Configuration Reference¶
Builder Parameters¶
These go at the top level of each dataset definition:
| Key | Type | Default | Description |
|---|---|---|---|
n_timesteps |
int | 100 | Length of each time series |
n_samples |
int | 1000 | Total number of samples to generate |
n_dimensions |
int | 1 | Number of channels (for multivariate) |
random_state |
int | None | Random seed for reproducibility |
normalization |
str | "zscore" | Normalization method ("zscore", "minmax", "none") |
data_format |
str | "channels_first" | Output shape format |
Class Definition¶
Each class in the classes list defines one class label and its components:
| Key | Type | Required | Description |
|---|---|---|---|
id |
int | Yes | Class label (0, 1, 2, ...) |
weight |
float | No | Sampling weight for class balance (default: 1.0) |
signals |
list | No | Background signal components |
features |
list | No | Discriminative feature components |
Signal Configuration¶
Signals define the background patterns in your time series. Each signal in the signals list:
| Key | Type | Required | Description |
|---|---|---|---|
function |
str | Yes | Generator name (e.g., "random_walk", "gaussian_noise") |
params |
dict | No | Parameters passed to the generator |
dimensions |
list | No | Which dimensions to apply to (null = all) |
start_pct, end_pct |
float | No | Position (0-1) for partial coverage |
length_pct |
float | No | Length as fraction for random placement (scalar only; stochastic forms not supported for signals) |
random_location |
bool | No | Place at random position each sample |
Feature Configuration¶
Features are the class-discriminating patterns. Each feature in the features list:
| Key | Type | Required | Description |
|---|---|---|---|
function |
str | Yes | Generator name (e.g., "peak", "constant") |
params |
dict | No | Parameters passed to the generator |
start_pct, end_pct |
float | No* | Fixed position (0-1) |
length_pct |
see below | No* | Length for random placement |
random_location |
bool | No | Place randomly (requires length_pct) |
dimensions |
list | No | Which dimensions to apply to |
*You must specify either start_pct/end_pct for fixed position, or length_pct with random_location: true.

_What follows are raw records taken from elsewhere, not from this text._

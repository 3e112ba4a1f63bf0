use schemalens::{FixableIssueKind, IssueData, Priority, ValidationError};
use serde_json::{json, Value};
use test_case::test_case;

fn errors(schema: &Value, instance: &Value) -> Vec<ValidationError> {
    schemalens::validator_for(schema)
        .expect("Valid schema")
        .validate_json(instance)
}

fn messages(schema: &Value, instance: &Value) -> Vec<String> {
    errors(schema, instance)
        .into_iter()
        .map(|error| error.message)
        .collect()
}

#[test_case(&json!({"multipleOf": 0.01}), &json!(0.29); "decimal multiple")]
#[test_case(&json!({"type": "integer", "minimum": 0, "maximum": 10}), &json!(7); "integer in range")]
#[test_case(&json!({"type": ["string", "null"]}), &json!(null); "type list")]
#[test_case(&json!({"enum": [1, "a", {"b": [true]}]}), &json!({"b": [true]}); "structured enum")]
#[test_case(&json!({"const": 1}), &json!(1.0); "const compares numbers by value")]
#[test_case(&json!({"properties": {"a": {"type": "string"}}, "required": ["a"]}), &json!({"a": "x"}); "required property")]
#[test_case(&json!({"prefixItems": [{"type": "string"}], "items": {"type": "number"}}), &json!(["a", 1, 2.5]); "prefix and rest items")]
#[test_case(&json!({"contains": {"type": "string"}, "minContains": 2}), &json!([1, "a", "b"]); "contains bounds")]
#[test_case(&json!({"patternProperties": {"^x-": {"type": "string"}}, "additionalProperties": false}), &json!({"x-a": "1"}); "pattern properties")]
#[test_case(&json!({"propertyNames": {"maxLength": 3}}), &json!({"abc": 1}); "property names")]
#[test_case(&json!({"dependentRequired": {"a": ["b"]}}), &json!({"a": 1, "b": 2}); "dependent required")]
#[test_case(&json!({"not": {"type": "string"}}), &json!(1); "negation")]
#[test_case(&json!(true), &json!({"anything": [1, 2]}); "true schema")]
#[test_case(&json!({"anyOf": [{"type": "null"}, {"oneOf": [{"type": "string"}, {"type": "number"}]}]}), &json!(null); "one of inside an unused any of branch")]
#[test_case(&json!({"oneOf": [{"type": "string"}, {"anyOf": [{"type": "number"}, {"minimum": 0}]}]}), &json!(5); "any of counts as one variant")]
#[test_case(&json!({"allOf": [{"anyOf": [{"type": "null"}, {"oneOf": [{"minimum": 1}, {"maximum": 0}]}]}]}), &json!(3); "one of nested two levels deep")]
fn conforming_instances_are_valid(schema: &Value, instance: &Value) {
    assert_eq!(errors(schema, instance), vec![]);
}

#[test]
fn multiple_of_reports_once() {
    let schema = json!({"multipleOf": 0.01});
    assert_eq!(messages(&schema, &json!(0.291)), vec!["Is not multiple of 0.01"]);
}

#[test]
fn integer_bounds() {
    let schema = json!({"type": "integer", "minimum": 0, "maximum": 10});
    assert_eq!(
        messages(&schema, &json!(-1)),
        vec!["Less than the minimum of 0"]
    );
    let found = errors(&schema, &json!("7"));
    assert_eq!(found.len(), 1);
    assert_eq!(found[0].fixable_issue_kind, FixableIssueKind::TypeMismatch);
    assert_eq!(found[0].priority, Priority::TypeMismatch);
}

#[test]
fn one_of_type_errors_are_combined() {
    let schema = json!({"oneOf": [{"type": "string"}, {"type": "number"}]});
    let found = errors(&schema, &json!(true));
    assert_eq!(found.len(), 1);
    assert_eq!(
        found[0].message,
        "Incompatible types. Required: number or string. Actual: boolean."
    );
    assert!(matches!(
        &found[0].issue_data,
        Some(IssueData::TypeMismatch { expected, .. }) if expected.len() == 2
    ));
}

#[test]
fn one_of_rejects_several_matches() {
    let schema = json!({"oneOf": [{"type": "number"}, {"minimum": 0}]});
    assert_eq!(
        messages(&schema, &json!(5)),
        vec!["Validates to more than one variant"]
    );
    assert!(errors(&schema, &json!(-5)).is_empty());
}

#[test]
fn nested_exclusive_groups() {
    let schema = json!({"anyOf": [{"type": "null"}, {"oneOf": [{"type": "string"}, {"type": "number"}]}]});
    let found = errors(&schema, &json!(true));
    assert_eq!(found.len(), 1);
    assert_eq!(found[0].fixable_issue_kind, FixableIssueKind::TypeMismatch);

    // `minimum` ignores strings, so both variants accept "a".
    let schema = json!({"oneOf": [{"type": "string"}, {"anyOf": [{"type": "number"}, {"minimum": 0}]}]});
    assert_eq!(
        messages(&schema, &json!("a")),
        vec!["Validates to more than one variant"]
    );
    assert!(errors(&schema, &json!(-1)).is_empty());
}

#[test]
fn any_of_reports_closest_branch() {
    let schema = json!({"anyOf": [{"type": "string", "minLength": 3}, {"type": "number"}]});
    assert_eq!(
        messages(&schema, &json!("ab")),
        vec!["String is shorter than the minimum length of 3"]
    );
    assert!(errors(&schema, &json!(4)).is_empty());
}

#[test]
fn all_of_conjoins_branches() {
    let schema = json!({"allOf": [{"type": "string"}, {"maxLength": 2}], "minLength": 1});
    assert_eq!(
        messages(&schema, &json!("abc")),
        vec!["String is longer than the maximum length of 2"]
    );
    assert_eq!(
        messages(&schema, &json!("")),
        vec!["String is shorter than the minimum length of 1"]
    );
}

#[test]
fn conditionals_select_one_branch() {
    let schema = json!({
        "if": {"properties": {"kind": {"const": "a"}}, "required": ["kind"]},
        "then": {"required": ["a"]},
        "else": {"required": ["b"]}
    });
    assert_eq!(
        messages(&schema, &json!({"kind": "a"})),
        vec!["Missing required property 'a'"]
    );
    assert_eq!(
        messages(&schema, &json!({"kind": "x"})),
        vec!["Missing required property 'b'"]
    );
    assert!(errors(&schema, &json!({"kind": "a", "a": 1})).is_empty());

    let lenient = schemalens::options()
        .with_lenient_conditionals(true)
        .build(&schema)
        .expect("Valid schema");
    assert!(lenient.is_valid_json(&json!({"kind": "a", "b": 1})));
}

#[test]
fn missing_properties_are_grouped() {
    let found = errors(&json!({"required": ["a", "b"]}), &json!({}));
    assert_eq!(found.len(), 1);
    assert_eq!(found[0].message, "Missing required properties 'a', 'b'");
    assert_eq!(
        found[0].issue_data,
        Some(IssueData::MissingMultipleProps {
            names: vec!["a".to_string(), "b".to_string()]
        })
    );
}

#[test]
fn prohibited_properties_point_at_the_property() {
    let schema = json!({"properties": {"a": {}}, "additionalProperties": false});
    let found = errors(&schema, &json!({"a": 1, "b": 2}));
    assert_eq!(found.len(), 1);
    assert_eq!(found[0].message, "Property 'b' is not allowed");
    assert_eq!(found[0].location.as_str(), "/b");
}

#[test]
fn nested_errors_carry_instance_locations() {
    let schema = json!({
        "properties": {
            "items": {"type": "array", "items": {"type": "integer"}}
        }
    });
    let found = errors(&schema, &json!({"items": [1, "two", 3]}));
    assert_eq!(found.len(), 1);
    assert_eq!(found[0].location.as_str(), "/items/1");
}

#[test]
fn duplicate_items_report_indices() {
    let found = errors(&json!({"uniqueItems": true}), &json!([1, 2, 1]));
    assert_eq!(found.len(), 1);
    assert_eq!(
        found[0].issue_data,
        Some(IssueData::DuplicateArrayItems {
            indices: vec![0, 2]
        })
    );
}

#[test]
fn false_schemas() {
    assert_eq!(messages(&json!(false), &json!(1)), vec!["Value is not allowed"]);
    let found = errors(&json!({"properties": {"a": false}}), &json!({"a": 1}));
    assert_eq!(found.len(), 1);
    assert_eq!(found[0].location.as_str(), "/a");
}

#[test]
fn patterns() {
    let schema = json!({"pattern": "^[a-z]+$"});
    assert_eq!(
        messages(&schema, &json!("ABC")),
        vec!["String violates the pattern: '^[a-z]+$'"]
    );
    let found = errors(&json!({"pattern": "(", "minLength": 5}), &json!("abc"));
    assert_eq!(found.len(), 2);
    assert!(found
        .iter()
        .any(|e| e.priority == Priority::Low && e.message.starts_with("Invalid regular expression")));
}

#[test]
fn string_length_counts_characters() {
    let schema = json!({"maxLength": 2});
    assert!(errors(&schema, &json!("日本")).is_empty());
    assert_eq!(errors(&schema, &json!("日本語")).len(), 1);
}

#[test]
fn negation_has_its_own_priority() {
    let found = errors(&json!({"not": {"type": "string"}}), &json!("a"));
    assert_eq!(found.len(), 1);
    assert_eq!(found[0].message, "Validates against 'not' schema");
    assert_eq!(found[0].priority, Priority::NotSchema);
}

#[test]
fn const_suppresses_other_checks() {
    assert_eq!(
        messages(&json!({"const": "a", "type": "integer"}), &json!("b")),
        vec!["Value must be \"a\""]
    );
}

#[test]
fn contains_bounds() {
    let schema = json!({"contains": {"type": "string"}, "maxContains": 1});
    assert_eq!(
        messages(&schema, &json!(["a", "b"])),
        vec!["Array contains more than 1 matching items"]
    );
    assert_eq!(
        messages(&schema, &json!([1])),
        vec!["Array does not contain a required item"]
    );
}

#[test]
fn unevaluated_properties_apply_to_leftovers() {
    let schema = json!({
        "properties": {"a": {}},
        "unevaluatedProperties": {"type": "string"}
    });
    assert!(errors(&schema, &json!({"a": 1, "b": "x"})).is_empty());
    let found = errors(&schema, &json!({"a": 1, "b": 2}));
    assert_eq!(found.len(), 1);
    assert_eq!(found[0].location.as_str(), "/b");
}
pub(crate) mod cmp;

Stochastic feature lengths with length_pct¶
length_pct controls the feature window size. It accepts three forms, both in Python and YAML:
| Form | Python API | YAML syntax | Effect |
|---|---|---|---|
| Fixed | length_pct=0.5 |
length_pct: 0.5 |
Same length every sample |
| Discrete choices | length_pct=[0.25, 0.5] |
length_pct: [0.25, 0.5] |
Randomly pick one value per sample |
| Uniform range | length_pct=(0.25, 0.75) |
length_pct: {range: [0.25, 0.75]} |
Sample uniformly per sample |
YAML note: YAML has no tuple type, so a plain list like
[0.25, 0.75]is always treated as discrete choices, not a range. Use the{range: [...]}dict form to express a uniform range in YAML.
features:
# Fixed length — always 30% of the series
- function: peak
params: { amplitude: 1.5 }
random_location: true
length_pct: 0.3
# Discrete choices — randomly pick 25% or 50% per sample
- function: constant
params: { value: 1.0 }
random_location: true
length_pct: [0.25, 0.5]
# Uniform range — sample any length between 25% and 75% per sample
- function: trend
params: { slope: 0.05 }
random_location: true
length_pct: {range: [0.25, 0.75]}
The Python API uses a tuple for ranges:
# Python equivalents of the three YAML forms above
.add_feature(peak(amplitude=1.5), random_location=True, length_pct=0.3)
.add_feature(constant(value=1.0), random_location=True, length_pct=[0.25, 0.5])
.add_feature(trend(slope=0.05), random_location=True, length_pct=(0.25, 0.75))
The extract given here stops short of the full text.